[<prev] [next>] [<thread-prev] [thread-next>] [day] [month] [year] [list]
Message-ID: <d6784858-2a5f-7920-f1ac-d7ec9ed89605@linux.intel.com>
Date: Mon, 1 May 2023 10:56:11 -0400
From: "Liang, Kan" <kan.liang@...ux.intel.com>
To: Ian Rogers <irogers@...gle.com>,
Arnaldo Carvalho de Melo <acme@...nel.org>,
Ahmad Yasin <ahmad.yasin@...el.com>,
Peter Zijlstra <peterz@...radead.org>,
Ingo Molnar <mingo@...hat.com>,
Stephane Eranian <eranian@...gle.com>,
Andi Kleen <ak@...ux.intel.com>,
Perry Taylor <perry.taylor@...el.com>,
Samantha Alt <samantha.alt@...el.com>,
Caleb Biggers <caleb.biggers@...el.com>,
Weilin Wang <weilin.wang@...el.com>,
Edward Baker <edward.baker@...el.com>,
Mark Rutland <mark.rutland@....com>,
Alexander Shishkin <alexander.shishkin@...ux.intel.com>,
Jiri Olsa <jolsa@...nel.org>,
Namhyung Kim <namhyung@...nel.org>,
Adrian Hunter <adrian.hunter@...el.com>,
Florian Fischer <florian.fischer@...q.space>,
Rob Herring <robh@...nel.org>,
Zhengjun Xing <zhengjun.xing@...ux.intel.com>,
John Garry <john.g.garry@...cle.com>,
Kajol Jain <kjain@...ux.ibm.com>,
Sumanth Korikkar <sumanthk@...ux.ibm.com>,
Thomas Richter <tmricht@...ux.ibm.com>,
Tiezhu Yang <yangtiezhu@...ngson.cn>,
Ravi Bangoria <ravi.bangoria@....com>,
Leo Yan <leo.yan@...aro.org>,
Yang Jihong <yangjihong1@...wei.com>,
James Clark <james.clark@....com>,
Suzuki Poulouse <suzuki.poulose@....com>,
Kang Minchul <tegongkang@...il.com>,
Athira Rajeev <atrajeev@...ux.vnet.ibm.com>,
linux-perf-users@...r.kernel.org, linux-kernel@...r.kernel.org
Subject: Re: [PATCH v3 03/46] perf stat: Introduce skippable evsels
On 2023-04-29 1:34 a.m., Ian Rogers wrote:
> Perf stat with no arguments will use default events and metrics. These
> events may fail to open even with kernel and hypervisor disabled. When
> these fail then the permissions error appears even though they were
> implicitly selected. This is particularly a problem with the automatic
> selection of the TopdownL1 metric group on certain architectures like
> Skylake:
>
> '''
> $ perf stat true
> Error:
> Access to performance monitoring and observability operations is limited.

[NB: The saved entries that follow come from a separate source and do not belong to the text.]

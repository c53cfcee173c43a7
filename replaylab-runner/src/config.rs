//! Serializable run configuration, loaded from TOML.
//!
//! ```toml
//! [data]
//! symbol = "BTCUSDT"
//! timeframe = "15m"
//! simulation_days = 30
//! source = { type = "csv", path = "data/btcusdt_15m.csv" }
//!
//! [engine]
//! risk_per_trade = 0.01
//! stop_rule = { type = "atr_multiple", column = "atr", multiplier = 1.5 }
//!
//! [strategy]
//! type = "breakout"
//! volume_threshold = 1.5
//! ```

use std::path::{Path, PathBuf};

use replaylab_core::engine::{ConfigError as EngineConfigError, EngineConfig};
use serde::{Deserialize, Serialize};
use thiserror::Error;

/// Unique identifier for a backtest run (content-addressable hash).
pub type RunId = String;

/// Errors from reading or validating a run configuration.
#[derive(Debug, Error)]
pub enum ConfigError {
    #[error("failed to read config {path}: {source}")]
    Io {
        path: PathBuf,
        #[source]
        source: std::io::Error,
    },

    #[error("invalid TOML: {0}")]
    Parse(#[from] toml::de::Error),

    #[error("engine config: {0}")]
    Engine(#[from] EngineConfigError),

    #[error("data config: {0}")]
    Data(String),

    #[error("failed to serialize config: {0}")]
    Serialize(#[from] serde_json::Error),
}

/// Everything needed to reproduce one backtest.
#[derive(Debug, Clone, PartialEq, Serialize, Deserialize)]
pub struct RunConfig {
    pub data: DataConfig,
    #[serde(default)]
    pub engine: EngineConfig,
    #[serde(default)]
    pub strategy: StrategyConfig,
}

impl RunConfig {
    pub fn from_toml_str(s: &str) -> Result<Self, ConfigError> {
        let config: Self = toml::from_str(s)?;
        config.validate()?;
        Ok(config)
    }

    pub fn from_file(path: &Path) -> Result<Self, ConfigError> {
        let text = std::fs::read_to_string(path).map_err(|source| ConfigError::Io {
            path: path.to_path_buf(),
            source,
        })?;
        Self::from_toml_str(&text)
    }

    pub fn validate(&self) -> Result<(), ConfigError> {
        self.engine.validate()?;
        self.data.validate()?;
        self.strategy.validate()
    }

    /// Deterministic hash of the canonical JSON form.
    ///
    /// Two runs with identical configs share a RunId.
    pub fn run_id(&self) -> Result<RunId, ConfigError> {
        let json = serde_json::to_string(self)?;
        Ok(blake3::hash(json.as_bytes()).to_hex().to_string())
    }
}

// ── Data ─────────────────────────────────────────────────────────────

#[derive(Debug, Clone, PartialEq, Serialize, Deserialize)]
pub struct DataConfig {
    pub symbol: String,
    #[serde(default = "default_timeframe")]
    pub timeframe: String,
    pub source: SourceConfig,
    /// Keep only the trailing window of this many days.
    #[serde(default)]
    pub simulation_days: Option<u32>,
    /// Period for the ATR column attached when the stop rule needs one
    /// and the source does not provide it.
    #[serde(default = "default_atr_period")]
    pub atr_period: usize,
}

/// A century of bars is more than any exchange history.
pub const MAX_SIMULATION_DAYS: u32 = 36_500;

fn default_timeframe() -> String {
    "15m".into()
}

fn default_atr_period() -> usize {
    14
}

impl DataConfig {
    fn validate(&self) -> Result<(), ConfigError> {
        if self.symbol.trim().is_empty() {
            return Err(ConfigError::Data("symbol must not be empty".into()));
        }
        if self.atr_period == 0 {
            return Err(ConfigError::Data("atr_period must be > 0".into()));
        }
        if let Some(days) = self.simulation_days {
            if days == 0 || days > MAX_SIMULATION_DAYS {
                return Err(ConfigError::Data(format!(
                    "simulation_days must be in 1..={MAX_SIMULATION_DAYS}, got {days}"
                )));
            }
        }
        if let SourceConfig::Synthetic { bars, volatility, .. } = &self.source {
            if *bars == 0 {
                return Err(ConfigError::Data("synthetic bars must be > 0".into()));
            }
            if !(*volatility > 0.0 && *volatility < 0.5) {
                return Err(ConfigError::Data(format!(
                    "synthetic volatility must be in (0, 0.5), got {volatility}"
                )));
            }
        }
        Ok(())
    }
}

/// Where bars come from.
#[derive(Debug, Clone, PartialEq, Serialize, Deserialize)]
#[serde(tag = "type", rename_all = "snake_case")]
pub enum SourceConfig {
    Csv {
        path: PathBuf,
    },
    /// Seeded random walk; results are tagged synthetic.
    Synthetic {
        seed: u64,
        bars: usize,
        #[serde(default = "default_start_price")]
        start_price: f64,
        /// Max absolute close-to-close return per bar.
        #[serde(default = "default_volatility")]
        volatility: f64,
    },
}

fn default_start_price() -> f64 {
    30_000.0
}

fn default_volatility() -> f64 {
    0.01
}

// ── Strategy ─────────────────────────────────────────────────────────

/// Entry signal selection (serializable enum).
#[derive(Debug, Clone, PartialEq, Serialize, Deserialize)]
#[serde(tag = "type", rename_all = "snake_case")]
pub enum StrategyConfig {
    /// Precomputed condition columns.
    Conditions {
        #[serde(default)]
        long: Option<String>,
        #[serde(default)]
        short: Option<String>,
        /// `(long, short)` columns holding intrabar entry prices.
        #[serde(default)]
        entry_price_columns: Option<(String, String)>,
        /// `(long, short)` columns holding explicit stop levels.
        #[serde(default)]
        stop_columns: Option<(String, String)>,
    },

    /// Prior-channel breakout confirmed by a volume spike.
    Breakout {
        #[serde(default = "default_channel_period")]
        channel_period: usize,
        #[serde(default = "default_volume_threshold")]
        volume_threshold: f64,
        #[serde(default = "default_channel_period")]
        volume_period: usize,
        #[serde(default)]
        long_only: bool,
    },

    /// Model direction above a confidence threshold.
    Predictor {
        #[serde(default = "default_up_column")]
        up_column: String,
        #[serde(default = "default_down_column")]
        down_column: String,
        min_confidence: f64,
    },

    /// Condition columns vetoed by a model that disagrees or is unsure.
    FilteredConditions {
        #[serde(default)]
        long: Option<String>,
        #[serde(default)]
        short: Option<String>,
        #[serde(default = "default_up_column")]
        up_column: String,
        #[serde(default = "default_down_column")]
        down_column: String,
        min_confidence: f64,
        #[serde(default)]
        require_direction: bool,
    },

    /// Never trades; baseline.
    Null,
}

fn default_channel_period() -> usize {
    20
}

fn default_volume_threshold() -> f64 {
    1.5
}

fn default_up_column() -> String {
    "prob_up".into()
}

fn default_down_column() -> String {
    "prob_down".into()
}

impl Default for StrategyConfig {
    fn default() -> Self {
        Self::Breakout {
            channel_period: default_channel_period(),
            volume_threshold: default_volume_threshold(),
            volume_period: default_channel_period(),
            long_only: false,
        }
    }
}

impl StrategyConfig {
    pub fn validate(&self) -> Result<(), ConfigError> {
        let bad = |msg: String| Err(ConfigError::Data(msg));
        match self {
            Self::Conditions { long, short, .. } | Self::FilteredConditions { long, short, .. }
                if long.is_none() && short.is_none() =>
            {
                bad("strategy needs a long or short condition column".into())
            }
            Self::Breakout {
                channel_period,
                volume_period,
                ..
            } if *channel_period == 0 || *volume_period == 0 => {
                bad("breakout periods must be > 0".into())
            }
            Self::Predictor { min_confidence, .. }
            | Self::FilteredConditions { min_confidence, .. }
                if !(0.0..=1.0).contains(min_confidence) =>
            {
                bad(format!("min_confidence must be in [0, 1], got {min_confidence}"))
            }
            _ => Ok(()),
        }
    }

    /// Bars a strategy needs before its first decision.
    pub fn lookback(&self) -> usize {
        match self {
            Self::Breakout {
                channel_period,
                volume_period,
                ..
            } => (*channel_period).max(*volume_period),
            _ => 0,
        }
    }
}

#[cfg(test)]
mod tests {
    use super::*;
    use replaylab_core::engine::StopRule;

    const SAMPLE: &str = r#"
[data]
symbol = "BTCUSDT"
timeframe = "1h"
simulation_days = 30
source = { type = "synthetic", seed = 7, bars = 2000 }

[engine]
risk_per_trade = 0.02
cooldown_bars = 5
stop_rule = { type = "percent", pct = 0.01 }

[strategy]
type = "predictor"
min_confidence = 0.7
"#;

    #[test]
    fn parses_sample() {
        let cfg = RunConfig::from_toml_str(SAMPLE).unwrap();
        assert_eq!(cfg.data.symbol, "BTCUSDT");
        assert_eq!(cfg.data.atr_period, 14);
        assert_eq!(cfg.engine.risk_per_trade, 0.02);
        assert_eq!(cfg.engine.stop_rule, StopRule::Percent { pct: 0.01 });
        assert_eq!(
            cfg.strategy,
            StrategyConfig::Predictor {
                up_column: "prob_up".into(),
                down_column: "prob_down".into(),
                min_confidence: 0.7,
            }
        );
        match cfg.data.source {
            SourceConfig::Synthetic {
                seed, start_price, ..
            } => {
                assert_eq!(seed, 7);
                assert_eq!(start_price, 30_000.0);
            }
            other => panic!("unexpected source {other:?}"),
        }
    }

    #[test]
    fn strategy_defaults_to_breakout() {
        let cfg = RunConfig::from_toml_str(
            "[data]\nsymbol = \"ETHUSDT\"\nsource = { type = \"csv\", path = \"x.csv\" }\n",
        )
        .unwrap();
        assert_eq!(cfg.strategy, StrategyConfig::default());
        assert_eq!(cfg.strategy.lookback(), 20);
        assert_eq!(cfg.engine, EngineConfig::default());
    }

    #[test]
    fn run_id_deterministic_and_sensitive() {
        let a = RunConfig::from_toml_str(SAMPLE).unwrap();
        let mut b = a.clone();
        assert_eq!(a.run_id().unwrap(), b.run_id().unwrap());
        assert_eq!(a.run_id().unwrap().len(), 64);
        b.engine.cooldown_bars = 6;
        assert_ne!(a.run_id().unwrap(), b.run_id().unwrap());
    }

    #[test]
    fn invalid_engine_field_rejected() {
        let text = SAMPLE.replace("risk_per_trade = 0.02", "risk_per_trade = 1.5");
        assert!(matches!(
            RunConfig::from_toml_str(&text),
            Err(ConfigError::Engine(_))
        ));
    }

    #[test]
    fn conditions_need_a_column() {
        let text = SAMPLE.replace(
            "type = \"predictor\"\nmin_confidence = 0.7",
            "type = \"conditions\"",
        );
        assert!(matches!(
            RunConfig::from_toml_str(&text),
            Err(ConfigError::Data(_))
        ));
    }

    #[test]
    fn simulation_days_out_of_range_rejected() {
        for days in ["0", "4294967295"] {
            let text = SAMPLE.replace("simulation_days = 30", &format!("simulation_days = {days}"));
            let err = RunConfig::from_toml_str(&text).unwrap_err();
            assert!(err.to_string().contains("simulation_days"), "{days}: {err}");
        }
    }

    #[test]
    fn missing_file_reports_path() {
        let err = RunConfig::from_file(Path::new("/nonexistent/run.toml")).unwrap_err();
        assert!(err.to_string().contains("/nonexistent/run.toml"));
    }
}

> Consider adjusting /proc/sys/kernel/perf_event_paranoid setting to open
> access to performance monitoring and observability operations for processes
> without CAP_PERFMON, CAP_SYS_PTRACE or CAP_SYS_ADMIN Linux capability.
> More information can be found at 'Perf events and tool security' document:
> https://www.kernel.org/doc/html/latest/admin-guide/perf-security.html
> perf_event_paranoid setting is 2:
> -1: Allow use of (almost) all events by all users
> Ignore mlock limit after perf_event_mlock_kb without CAP_IPC_LOCK
>> = 0: Disallow raw and ftrace function tracepoint access
>> = 1: Disallow CPU event access
>> = 2: Disallow kernel profiling
> To make the adjusted perf_event_paranoid setting permanent preserve it
> in /etc/sysctl.conf (e.g. kernel.perf_event_paranoid = <setting>)
> '''
>
> This patch adds skippable evsels that when they fail to open won't
> cause termination and will appear as "<not supported>" in output. The
> TopdownL1 events, from the metric group, are marked as skippable. This
> turns the failure above to:
>
> '''
> $ perf stat perf bench internals synthesize
> Computing performance of single threaded perf event synthesis by
> synthesizing events on the perf process itself:
> Average synthesis took: 49.287 usec (+- 0.083 usec)
> Average num. events: 3.000 (+- 0.000)
> Average time per event 16.429 usec
> Average data synthesis took: 49.641 usec (+- 0.085 usec)
> Average num. events: 11.000 (+- 0.000)
> Average time per event 4.513 usec
>
> Performance counter stats for 'perf bench internals synthesize':
>
> 1,222.38 msec task-clock:u # 0.993 CPUs utilized
> 0 context-switches:u # 0.000 /sec
> 0 cpu-migrations:u # 0.000 /sec
> 162 page-faults:u # 132.529 /sec
> 774,445,184 cycles:u # 0.634 GHz (49.61%)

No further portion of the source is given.